After the American Revolutionary War, the New York State legislature enacted a series of laws that stripped Tories, opponents of the revolution, of their property and privilege. One such law passed by the legislature in 1783 was the Trespass Act, which gave Patriots, supporters of the revolution, the legal right to sue anyone who had occupied, damaged, or destroyed homes that they had left behind British lines during the war.[6] That law served as the foundation for this case.

Arguments

Rutgers v. Waddington was presented on June 29, 1784 before Chief Justice James Duane and four additional aldermen. The plaintiff, Elizabeth Rutgers, owned a large brewery and alehouse that she was forced to abandon during the British occupation of New York City. Under the recently-enacted Trespass Act, Rutgers demanded rent by the sum of £8,000[6] from Joshua Waddington, who was running the brewery ever since it had been abandoned.
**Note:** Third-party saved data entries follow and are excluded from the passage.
// ————————————————————————————————————————————————————————————————————————————
// TESTS
// ————————————————————————————————————————————————————————————————————————————

#[cfg(test)]
mod tests {
    use super::*;
    use once_cell::sync::Lazy;

    #[derive(Debug, Default)]
    struct Report {
        timestamp: String,
        cistern: String,
        ports: Vec<i32>,
        values: Vec<f64>,
        units: Vec<String>,
        enabled: bool,
    }

    static SENSOR_RULES: Lazy<RuleTable<Report>> = Lazy::new(|| {
        RuleTable::new(vec![
            RuleEntry::new("data", InputKind::Object, Rule::MustExist),
            RuleEntry::new("timestamp", InputKind::String, Rule::MustExist)
                .under("data")
                .setter(Setter::string(|r: &mut Report, v| r.timestamp = v)),
            RuleEntry::new("cisternCode", InputKind::String, Rule::Any)
                .under("data")
                .setter(Setter::string(|r: &mut Report, v| r.cistern = v)),
            RuleEntry::new("sensorData", InputKind::ArrayObject, Rule::MustExist).under("data"),
            RuleEntry::new("port", InputKind::ArrayInteger32, Rule::MustExist)
                .under("data/sensorData")
                .broadcast()
                .setter(Setter::array_int32(|r: &mut Report, v| r.ports = v)),
            RuleEntry::new("value", InputKind::ArrayReal, Rule::MustExist)
                .under("data/sensorData")
                .broadcast()
                .setter(Setter::array_real(|r: &mut Report, v| r.values = v)),
            RuleEntry::new("unit", InputKind::ArrayString, Rule::Any)
                .under("data/sensorData")
                .broadcast()
                .setter(Setter::array_string(|r: &mut Report, v| r.units = v)),
        ])
        .expect("sensor rules")
    });

    fn row(port: i32, value: Option<f64>, unit: &str) -> Value {
        let mut m = KeyMap::new();
        m.set("port", port);
        if let Some(value) = value {
            m.set("value", value);
        }
        m.set("unit", unit);
        Value::Object(m)
    }

    fn sensor_document(rows: Vec<Value>) -> KeyMap {
        let mut data = KeyMap::new();
        data.set("timestamp", "2021-01-01T00:00:00.000+09:00");
        data.set("sensorData", rows);
        let mut root = KeyMap::new();
        root.set_object("data", data);
        root
    }

    #[test]
    fn broadcast_populates_in_element_order() {
        let doc = sensor_document(vec![row(3, Some(1.5), "C"), row(1, Some(2.5), "%"), row(2, Some(0.5), "C")]);
        let mut report = Report::default();
        SENSOR_RULES.analyze(&doc, &mut report).unwrap();
        assert_eq!(report.timestamp, "2021-01-01T00:00:00.000+09:00");
        assert_eq!(report.cistern, "");
        assert_eq!(report.ports, [3, 1, 2]);
        assert_eq!(report.values, [1.5, 2.5, 0.5]);
        assert_eq!(report.units, ["C", "%", "C"]);
    }

    #[test]
    fn broadcast_fails_at_entry_key_when_an_element_lacks_the_field() {
        let doc = sensor_document(vec![row(1, Some(1.0), "C"), row(2, None, "C"), row(3, Some(3.0), "C")]);
        let err = SENSOR_RULES.analyze(&doc, &mut Report::default()).unwrap_err();
        assert_eq!(err.key, "value");
        assert_eq!(err.parent, "data/sensorData");
        assert!(matches!(err.violation, Violation::IncompleteBroadcast { index: 1 }));
    }

    #[test]
    fn first_failing_entry_wins() {
        let table = RuleTable::<Report>::new(vec![
            RuleEntry::new("a", InputKind::String, Rule::MustExist),
            RuleEntry::new("b", InputKind::String, Rule::Any),
            RuleEntry::new("c", InputKind::String, Rule::MustExist),
        ])
        .unwrap();
        let err = table.analyze(&KeyMap::new(), &mut Report::default()).unwrap_err();
        assert_eq!(err.key, "a");
    }

    #[test]
    fn comparison_rules() {
        let mut doc = KeyMap::new();
        doc.set("mode", "auto");
        doc.set("level", 3);
        doc.set("flags", vec![true, false]);
        let run = |entry: RuleEntry<Report>| {
            RuleTable::new(vec![entry]).unwrap().analyze(&doc, &mut Report::default()).map_err(|e| e.violation)
        };
        assert!(run(RuleEntry::new("mode", InputKind::String, Rule::MustEqual("auto".into()))).is_ok());
        assert!(matches!(
            run(RuleEntry::new("mode", InputKind::String, Rule::MustNotEqual("auto".into()))),
            Err(Violation::Equal)
        ));
        assert!(run(RuleEntry::new("level", InputKind::Integer32, Rule::IsOneOf(vec![1.into(), 3.into()]))).is_ok());
        assert!(matches!(
            run(RuleEntry::new("level", InputKind::Integer32, Rule::IsNotOneOf(vec![3.into()]))),
            Err(Violation::OneOf)
        ));
        assert!(run(RuleEntry::new("flags", InputKind::ArrayBoolean, Rule::MustEqual(vec![true, false].into()))).is_ok());
        assert!(matches!(
            run(RuleEntry::new("flags", InputKind::ArrayBoolean, Rule::MustEqual(vec![true].into()))),
            Err(Violation::NotEqual)
        ));
        assert!(matches!(run(RuleEntry::new("mode", InputKind::String, Rule::MustNotExist)), Err(Violation::Present)));
        assert!(run(RuleEntry::new("nope", InputKind::String, Rule::MustNotExist)).is_ok());
        assert!(matches!(
            run(RuleEntry::new("nope", InputKind::String, Rule::MustEqual("x".into()))),
            Err(Violation::Missing)
        ));
    }

    #[test]
    fn declared_kind_is_strict() {
        let mut doc = KeyMap::new();
        doc.set("level", 3i64);
        let table = RuleTable::<Report>::new(vec![RuleEntry::new("level", InputKind::Integer32, Rule::Any)]).unwrap();
        let err = table.analyze(&doc, &mut Report::default()).unwrap_err();
        assert!(matches!(err.violation, Violation::Kind { declared: InputKind::Integer32, .. }));
    }

    #[test]
    fn misconfigured_entries_are_rejected() {
        let table = |entry: RuleEntry<Report>| RuleTable::new(vec![entry]).err();
        assert!(matches!(
            table(RuleEntry::new("x", InputKind::Integer32, Rule::Any).setter(Setter::string(|r: &mut Report, v| r.cistern = v))),
            Some(ConfigError::SetterKind { .. })
        ));
        assert!(matches!(
            table(RuleEntry::new("x", InputKind::Integer32, Rule::MustEqual("1".into()))),
            Some(ConfigError::CompareKind { .. })
        ));
        assert!(matches!(
            table(RuleEntry::new("x", InputKind::Object, Rule::Any)),
            Some(ConfigError::RuleNotAllowed { .. })
        ));
        assert!(matches!(
            table(RuleEntry::new("x", InputKind::ArrayObject, Rule::IsOneOf(vec![]))),
            Some(ConfigError::RuleNotAllowed { .. })
        ));
        assert!(matches!(
            table(RuleEntry::new("x", InputKind::ArrayInteger32, Rule::IsNotOneOf(vec![]))),
            Some(ConfigError::RuleNotAllowed { .. })
        ));
        assert!(matches!(
            table(RuleEntry::new("x", InputKind::Integer32, Rule::MustExist).under("rows").broadcast()),
            Some(ConfigError::Broadcast { .. })
        ));
        assert!(matches!(
            table(RuleEntry::new("x", InputKind::ArrayInteger32, Rule::MustExist).broadcast()),
            Some(ConfigError::Broadcast { .. })
        ));
        assert!(matches!(
            table(RuleEntry::new("x", InputKind::ArrayInteger32, Rule::MustExist).under("rows[]/inner")),
            Some(ConfigError::Path { .. })
        ));
    }

    #[test]
    fn composite_setter_is_rejected() {
        // no composite setter type exists, so the only way in is a scalar setter
        let entry = RuleEntry::<Report>::new("data", InputKind::Object, Rule::MustExist)
            .setter(Setter::bool(|r: &mut Report, v| r.enabled = v));
        assert!(matches!(RuleTable::new(vec![entry]), Err(ConfigError::CompositeSetter { .. })));
    }

    #[test]
    fn setter_failures_fold_into_the_entry_key() {
        let mut doc = KeyMap::new();
        doc.set("enabled", true);
        doc.set("name", "tank");
        let failing = RuleTable::<Report>::new(vec![
            RuleEntry::new("enabled", InputKind::Boolean, Rule::MustExist)
                .setter(Setter::try_bool(|_r: &mut Report, _v| anyhow::bail!("read-only"))),
        ])
        .unwrap();
        let err = failing.analyze(&doc, &mut Report::default()).unwrap_err();
        assert_eq!(err.key, "enabled");
        assert!(matches!(&err.violation, Violation::Setter(msg) if msg == "read-only"));

        let panicking = RuleTable::<Report>::new(vec![
            RuleEntry::new("name", InputKind::String, Rule::MustExist)
                .setter(Setter::string(|_r: &mut Report, v| panic!("cannot store {v}"))),
        ])
        .unwrap();
        let err = panicking.analyze(&doc, &mut Report::default()).unwrap_err();
        assert_eq!(err.key, "name");
        assert!(matches!(&err.violation, Violation::Setter(msg) if msg == "cannot store tank"));
    }

    #[test]
    fn indexed_path_reads_one_element() {
        let doc = sensor_document(vec![row(7, Some(1.0), "C"), row(8, Some(2.0), "F")]);
        let table = RuleTable::<Report>::new(vec![
            RuleEntry::new("unit", InputKind::String, Rule::MustEqual("F".into()))
                .under("data/sensorData[1]")
                .setter(Setter::string(|r: &mut Report, v| r.cistern = v)),
        ])
        .unwrap();
        let mut report = Report::default();
        table.analyze(&doc, &mut report).unwrap();
        assert_eq!(report.cistern, "F");
    }
}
The defense's case was litigated by Alexander Hamilton, who posited that the Trespass Act violated the Treaty of Paris (1783), which had been ratified by the US Congress. Hamilton decided that the case would be a good test of ruling the legality of the Trespass Act.[6]

Decision and legacy

Duane handed down a split verdict, which quickly resulted in censure by the New York legislature. The ruling entitled Rutgers to rent only from the time before the British occupation,[6] and both parties agreed to the amount of £800.[6] Pecuniary issues aside, the case more importantly set a precedent for Congress's legal authority over the states and the limitations of judicial review. Duane wrote in his ruling that "no state in this union can alter or abridge, in a single point, the federal articles or the treaty."[1] Additionally, according to William Treanor of Georgetown University Law Center the Rutgers case concluded, "Judges cannot 'reject' a clearly expressed statute simply because it is 'unreasonable'".[7] Duane wrote:

The supremacy of the legislature need not be called into question; if they think fit positively to enact a law, there is no power which can control them. When the main object of such a law is clearly expressed, and the intention manifest, the judges are not at liberty, although it appears to them to be unreasonable, to reject it; for this were to set the judicial above the legislative, which would be subversive of all government.[7]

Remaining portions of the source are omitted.